WORK ORDER:
Determine the number of lines in the listing that include the string "UsageCategory"; the reply consists of that number only.
************
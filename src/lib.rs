//! Schema-governed directory entries for Rust.
//!
//! Provides the entry/attribute/value model of an LDAP-style directory. Every
//! attribute is bound to an attribute type resolved through a
//! [`SchemaRegistry`], and values are compared under the type's equality
//! matching rule.
//!
//! # Core Components
//!
//! - [`Entry`] - A distinguished name plus its attributes
//! - [`Attribute`] - Duplicate-free values of one attribute type
//! - [`Value`] - Text or binary datum with a cached normalized form
//! - [`FilteredEntry`] - Read-only projection of an entry by usage category
//! - [`SchemaRegistry`] - Attribute type resolution by OID or alias
//!
//! # Quick Start
//!
//! ```rust
//! use directory_core::{Dn, Entry, FilteredEntry, SchemaRegistry, UsageCategory};
//! use std::sync::Arc;
//!
//! # fn main() -> Result<(), Box<dyn std::error::Error>> {
//! let registry = Arc::new(SchemaRegistry::new()?);
//! let mut entry = Entry::new(registry, Dn::new("cn=test,ou=system")?);
//!
//! entry.add("cn", ["test1", "test2"])?;
//! entry.add("sn", ["Test"])?;
//! entry.add("userPassword", [vec![0x61u8, 0x62]])?;
//! entry.add("createTimestamp", ["20240101120000Z"])?;
//!
//! assert_eq!(entry.get("2.5.4.3"), entry.get("commonName"));
//!
//! let user = FilteredEntry::create(&entry, UsageCategory::UserApplications, false);
//! assert_eq!(user.len(), 3);
//! # Ok(())
//! # }
//! ```

pub mod dn;
pub mod entry;
pub mod error;
pub mod schema;

// Re-export commonly used types for convenience
pub use dn::Dn;
pub use entry::{
    Attribute, AttributeId, Entry, EntryBuilder, FilteredEntry, Modification,
    ModificationOperation, SerializedAttribute, SerializedValue, UsageFilter, Value, ValueInput,
};
pub use error::{DirectoryError, DirectoryResult, SchemaError, SchemaResult};
pub use schema::{AttributeType, SchemaRegistry, UsageCategory};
************
WRITTEN SOLUTION:
3